• _Records provided_

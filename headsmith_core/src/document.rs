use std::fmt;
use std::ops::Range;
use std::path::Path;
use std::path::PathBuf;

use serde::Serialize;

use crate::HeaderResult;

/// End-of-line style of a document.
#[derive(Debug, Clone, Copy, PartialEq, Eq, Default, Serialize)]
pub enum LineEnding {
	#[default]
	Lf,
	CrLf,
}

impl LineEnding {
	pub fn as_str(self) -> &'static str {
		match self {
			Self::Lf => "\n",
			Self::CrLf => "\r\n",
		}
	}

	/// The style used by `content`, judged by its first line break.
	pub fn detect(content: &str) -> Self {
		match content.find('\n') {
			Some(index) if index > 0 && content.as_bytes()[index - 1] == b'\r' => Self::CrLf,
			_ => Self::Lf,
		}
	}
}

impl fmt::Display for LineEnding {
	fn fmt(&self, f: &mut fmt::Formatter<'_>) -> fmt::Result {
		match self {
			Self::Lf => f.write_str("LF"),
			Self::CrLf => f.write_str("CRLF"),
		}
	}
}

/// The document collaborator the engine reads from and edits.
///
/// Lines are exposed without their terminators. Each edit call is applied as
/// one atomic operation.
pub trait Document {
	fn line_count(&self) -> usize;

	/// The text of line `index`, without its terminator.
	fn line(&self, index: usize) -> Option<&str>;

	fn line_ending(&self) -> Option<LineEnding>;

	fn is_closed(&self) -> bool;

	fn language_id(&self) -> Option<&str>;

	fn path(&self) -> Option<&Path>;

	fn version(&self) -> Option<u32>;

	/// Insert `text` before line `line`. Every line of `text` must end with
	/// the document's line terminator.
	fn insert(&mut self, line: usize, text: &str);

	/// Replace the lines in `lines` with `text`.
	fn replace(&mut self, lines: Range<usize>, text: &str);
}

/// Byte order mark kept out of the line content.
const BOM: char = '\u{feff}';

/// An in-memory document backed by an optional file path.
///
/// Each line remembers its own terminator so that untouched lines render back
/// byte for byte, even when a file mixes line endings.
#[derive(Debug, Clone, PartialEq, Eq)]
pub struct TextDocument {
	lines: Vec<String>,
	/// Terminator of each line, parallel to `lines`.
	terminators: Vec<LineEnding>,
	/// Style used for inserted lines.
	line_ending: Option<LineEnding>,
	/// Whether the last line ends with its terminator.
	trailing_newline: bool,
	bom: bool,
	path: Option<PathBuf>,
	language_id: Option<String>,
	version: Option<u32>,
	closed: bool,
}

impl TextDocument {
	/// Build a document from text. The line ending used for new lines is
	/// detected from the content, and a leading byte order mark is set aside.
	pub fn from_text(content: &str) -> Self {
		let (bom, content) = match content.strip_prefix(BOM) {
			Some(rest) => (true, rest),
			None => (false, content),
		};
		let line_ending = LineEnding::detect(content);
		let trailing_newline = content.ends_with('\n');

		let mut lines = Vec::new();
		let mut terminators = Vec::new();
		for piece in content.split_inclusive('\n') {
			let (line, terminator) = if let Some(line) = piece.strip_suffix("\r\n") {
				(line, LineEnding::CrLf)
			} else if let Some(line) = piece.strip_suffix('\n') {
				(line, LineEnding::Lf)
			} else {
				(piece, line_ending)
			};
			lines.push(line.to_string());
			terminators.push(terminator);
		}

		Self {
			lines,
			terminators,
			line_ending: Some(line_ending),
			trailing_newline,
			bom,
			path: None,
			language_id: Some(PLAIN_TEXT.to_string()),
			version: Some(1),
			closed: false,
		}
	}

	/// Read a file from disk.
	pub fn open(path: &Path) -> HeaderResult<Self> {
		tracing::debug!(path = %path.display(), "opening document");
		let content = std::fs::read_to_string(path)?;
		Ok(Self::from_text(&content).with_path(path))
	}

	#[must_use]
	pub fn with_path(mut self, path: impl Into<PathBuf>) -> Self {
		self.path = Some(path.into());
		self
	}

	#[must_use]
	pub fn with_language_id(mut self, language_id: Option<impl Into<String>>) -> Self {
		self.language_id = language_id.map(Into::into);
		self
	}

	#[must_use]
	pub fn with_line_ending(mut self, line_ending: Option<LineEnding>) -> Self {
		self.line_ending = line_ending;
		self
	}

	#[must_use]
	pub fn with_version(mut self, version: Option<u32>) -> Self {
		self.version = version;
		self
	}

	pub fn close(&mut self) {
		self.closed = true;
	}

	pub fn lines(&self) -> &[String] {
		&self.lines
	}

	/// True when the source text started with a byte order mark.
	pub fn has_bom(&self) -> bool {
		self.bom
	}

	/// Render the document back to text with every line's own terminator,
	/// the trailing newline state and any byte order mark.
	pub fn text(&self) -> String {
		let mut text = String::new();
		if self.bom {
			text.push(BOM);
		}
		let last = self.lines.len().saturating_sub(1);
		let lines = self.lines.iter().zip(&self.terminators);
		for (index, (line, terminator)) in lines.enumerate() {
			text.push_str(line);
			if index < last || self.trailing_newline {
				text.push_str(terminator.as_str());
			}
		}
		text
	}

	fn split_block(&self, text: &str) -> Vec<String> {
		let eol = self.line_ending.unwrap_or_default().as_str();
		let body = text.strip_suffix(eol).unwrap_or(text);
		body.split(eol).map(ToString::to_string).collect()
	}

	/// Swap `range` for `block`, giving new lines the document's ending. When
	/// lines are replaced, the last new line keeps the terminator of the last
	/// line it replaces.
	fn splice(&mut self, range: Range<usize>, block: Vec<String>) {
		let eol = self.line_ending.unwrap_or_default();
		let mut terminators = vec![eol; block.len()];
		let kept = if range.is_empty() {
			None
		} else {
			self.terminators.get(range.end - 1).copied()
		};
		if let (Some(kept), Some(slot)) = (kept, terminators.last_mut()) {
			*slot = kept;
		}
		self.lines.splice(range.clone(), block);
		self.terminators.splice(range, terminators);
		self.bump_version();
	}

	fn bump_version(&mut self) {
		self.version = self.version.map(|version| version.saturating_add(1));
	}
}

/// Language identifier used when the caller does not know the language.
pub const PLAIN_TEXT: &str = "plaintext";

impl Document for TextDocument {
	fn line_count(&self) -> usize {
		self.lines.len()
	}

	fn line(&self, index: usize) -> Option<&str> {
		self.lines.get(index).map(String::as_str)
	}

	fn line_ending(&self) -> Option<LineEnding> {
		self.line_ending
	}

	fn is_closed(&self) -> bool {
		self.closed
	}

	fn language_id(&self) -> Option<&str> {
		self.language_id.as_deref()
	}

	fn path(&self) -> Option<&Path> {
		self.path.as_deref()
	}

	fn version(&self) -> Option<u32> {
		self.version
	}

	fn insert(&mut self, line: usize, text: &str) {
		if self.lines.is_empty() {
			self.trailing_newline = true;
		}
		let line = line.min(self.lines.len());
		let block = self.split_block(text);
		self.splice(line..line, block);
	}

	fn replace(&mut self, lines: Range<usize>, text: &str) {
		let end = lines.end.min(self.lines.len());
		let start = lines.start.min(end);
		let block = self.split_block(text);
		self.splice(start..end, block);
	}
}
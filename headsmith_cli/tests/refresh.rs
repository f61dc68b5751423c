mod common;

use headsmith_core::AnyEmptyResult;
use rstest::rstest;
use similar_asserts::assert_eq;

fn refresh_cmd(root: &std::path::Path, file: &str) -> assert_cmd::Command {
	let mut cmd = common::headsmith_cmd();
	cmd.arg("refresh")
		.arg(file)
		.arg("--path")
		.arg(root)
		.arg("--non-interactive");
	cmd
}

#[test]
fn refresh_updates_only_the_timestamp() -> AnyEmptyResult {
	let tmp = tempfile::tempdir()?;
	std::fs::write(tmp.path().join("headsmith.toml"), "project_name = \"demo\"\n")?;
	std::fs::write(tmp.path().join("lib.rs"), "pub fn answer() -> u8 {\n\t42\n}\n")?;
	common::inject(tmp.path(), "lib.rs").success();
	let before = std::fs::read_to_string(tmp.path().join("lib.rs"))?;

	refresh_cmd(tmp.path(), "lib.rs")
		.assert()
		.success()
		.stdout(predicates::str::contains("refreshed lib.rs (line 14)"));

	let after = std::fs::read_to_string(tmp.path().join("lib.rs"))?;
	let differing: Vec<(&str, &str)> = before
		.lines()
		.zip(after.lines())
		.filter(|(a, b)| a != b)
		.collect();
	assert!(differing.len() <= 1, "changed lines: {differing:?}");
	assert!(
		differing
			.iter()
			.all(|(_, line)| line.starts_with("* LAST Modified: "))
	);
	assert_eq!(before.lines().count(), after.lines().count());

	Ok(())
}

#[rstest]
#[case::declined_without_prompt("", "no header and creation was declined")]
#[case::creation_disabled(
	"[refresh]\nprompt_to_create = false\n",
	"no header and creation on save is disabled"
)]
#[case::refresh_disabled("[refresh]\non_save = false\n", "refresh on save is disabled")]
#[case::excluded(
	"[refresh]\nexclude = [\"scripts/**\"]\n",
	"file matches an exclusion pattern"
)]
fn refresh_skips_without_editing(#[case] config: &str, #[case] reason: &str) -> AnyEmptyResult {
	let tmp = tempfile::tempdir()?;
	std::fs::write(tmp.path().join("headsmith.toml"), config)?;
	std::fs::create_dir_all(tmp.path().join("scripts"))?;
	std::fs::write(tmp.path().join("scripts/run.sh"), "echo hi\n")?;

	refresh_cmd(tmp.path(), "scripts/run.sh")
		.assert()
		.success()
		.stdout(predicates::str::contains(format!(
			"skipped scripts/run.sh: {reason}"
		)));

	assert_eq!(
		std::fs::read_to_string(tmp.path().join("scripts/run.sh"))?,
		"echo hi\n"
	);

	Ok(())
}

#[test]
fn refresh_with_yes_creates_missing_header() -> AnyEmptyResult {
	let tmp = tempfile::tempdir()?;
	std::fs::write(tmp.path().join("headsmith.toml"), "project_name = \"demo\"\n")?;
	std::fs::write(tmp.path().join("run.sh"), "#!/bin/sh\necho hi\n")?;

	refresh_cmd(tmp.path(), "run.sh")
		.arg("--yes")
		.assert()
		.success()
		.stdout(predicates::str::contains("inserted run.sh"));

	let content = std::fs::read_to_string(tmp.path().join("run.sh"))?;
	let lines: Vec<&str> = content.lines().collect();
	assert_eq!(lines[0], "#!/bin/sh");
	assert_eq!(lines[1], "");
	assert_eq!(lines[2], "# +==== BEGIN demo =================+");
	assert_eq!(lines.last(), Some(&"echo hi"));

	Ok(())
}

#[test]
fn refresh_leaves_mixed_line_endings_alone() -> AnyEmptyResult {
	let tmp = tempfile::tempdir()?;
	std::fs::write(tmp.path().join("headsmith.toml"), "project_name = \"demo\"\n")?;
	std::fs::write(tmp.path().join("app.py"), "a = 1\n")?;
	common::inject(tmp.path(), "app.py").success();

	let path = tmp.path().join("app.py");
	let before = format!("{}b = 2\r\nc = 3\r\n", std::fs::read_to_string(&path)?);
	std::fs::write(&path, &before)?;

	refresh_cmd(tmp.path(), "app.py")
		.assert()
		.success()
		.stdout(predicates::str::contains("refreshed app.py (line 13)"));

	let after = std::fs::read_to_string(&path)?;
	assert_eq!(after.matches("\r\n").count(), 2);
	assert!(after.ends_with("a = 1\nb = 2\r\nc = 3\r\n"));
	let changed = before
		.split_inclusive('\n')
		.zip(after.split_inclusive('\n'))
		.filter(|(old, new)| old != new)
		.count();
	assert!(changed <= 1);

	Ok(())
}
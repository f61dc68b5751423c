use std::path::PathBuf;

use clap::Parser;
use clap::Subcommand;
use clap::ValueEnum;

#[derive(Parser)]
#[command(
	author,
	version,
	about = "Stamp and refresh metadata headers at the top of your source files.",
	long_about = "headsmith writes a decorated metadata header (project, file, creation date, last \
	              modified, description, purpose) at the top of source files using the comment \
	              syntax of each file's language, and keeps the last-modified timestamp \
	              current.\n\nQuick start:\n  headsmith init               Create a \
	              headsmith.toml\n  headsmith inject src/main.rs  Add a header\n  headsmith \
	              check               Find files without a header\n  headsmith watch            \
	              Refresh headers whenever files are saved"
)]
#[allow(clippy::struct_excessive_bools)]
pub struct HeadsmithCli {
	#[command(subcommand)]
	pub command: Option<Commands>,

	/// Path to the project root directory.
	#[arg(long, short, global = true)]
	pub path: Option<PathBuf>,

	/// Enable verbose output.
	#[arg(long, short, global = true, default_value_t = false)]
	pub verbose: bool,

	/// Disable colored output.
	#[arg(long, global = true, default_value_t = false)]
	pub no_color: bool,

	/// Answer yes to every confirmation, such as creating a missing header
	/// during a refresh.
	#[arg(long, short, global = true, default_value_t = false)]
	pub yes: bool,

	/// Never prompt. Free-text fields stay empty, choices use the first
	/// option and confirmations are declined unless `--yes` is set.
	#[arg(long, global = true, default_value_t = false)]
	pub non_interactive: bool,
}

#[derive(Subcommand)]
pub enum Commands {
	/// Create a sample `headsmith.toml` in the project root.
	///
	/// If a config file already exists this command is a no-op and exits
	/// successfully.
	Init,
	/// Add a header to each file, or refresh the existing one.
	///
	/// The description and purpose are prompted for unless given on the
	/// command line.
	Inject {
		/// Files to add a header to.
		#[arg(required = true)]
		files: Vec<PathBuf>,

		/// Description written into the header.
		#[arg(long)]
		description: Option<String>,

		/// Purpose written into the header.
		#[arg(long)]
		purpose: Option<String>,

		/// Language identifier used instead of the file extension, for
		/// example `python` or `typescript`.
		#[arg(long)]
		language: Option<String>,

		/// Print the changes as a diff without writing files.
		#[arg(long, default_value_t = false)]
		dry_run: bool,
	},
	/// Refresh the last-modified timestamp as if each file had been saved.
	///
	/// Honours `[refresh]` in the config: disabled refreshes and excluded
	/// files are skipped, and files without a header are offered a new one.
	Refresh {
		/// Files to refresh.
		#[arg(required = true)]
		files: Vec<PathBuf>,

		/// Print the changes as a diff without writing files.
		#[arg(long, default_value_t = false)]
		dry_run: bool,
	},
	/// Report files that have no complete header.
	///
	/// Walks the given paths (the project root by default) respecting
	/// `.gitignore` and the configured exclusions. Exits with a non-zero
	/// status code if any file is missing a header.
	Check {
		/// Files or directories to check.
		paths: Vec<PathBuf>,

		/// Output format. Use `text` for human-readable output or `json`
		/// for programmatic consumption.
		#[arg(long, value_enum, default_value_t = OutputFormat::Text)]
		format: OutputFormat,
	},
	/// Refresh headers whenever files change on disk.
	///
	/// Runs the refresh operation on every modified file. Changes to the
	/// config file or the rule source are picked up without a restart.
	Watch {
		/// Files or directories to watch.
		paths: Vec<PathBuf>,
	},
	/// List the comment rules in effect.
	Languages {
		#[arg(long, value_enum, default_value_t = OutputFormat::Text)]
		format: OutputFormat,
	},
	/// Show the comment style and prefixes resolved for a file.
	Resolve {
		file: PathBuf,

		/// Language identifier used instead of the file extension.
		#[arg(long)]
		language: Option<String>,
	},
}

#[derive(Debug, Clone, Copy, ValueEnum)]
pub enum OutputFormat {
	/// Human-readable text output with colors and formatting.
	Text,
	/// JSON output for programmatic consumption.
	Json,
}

• _Task goal_
The lines holding the word "written" are the answer. Find them in the entries and copy them.

• _Exercise solution_
		/// Description written into the header.
		/// Purpose written into the header.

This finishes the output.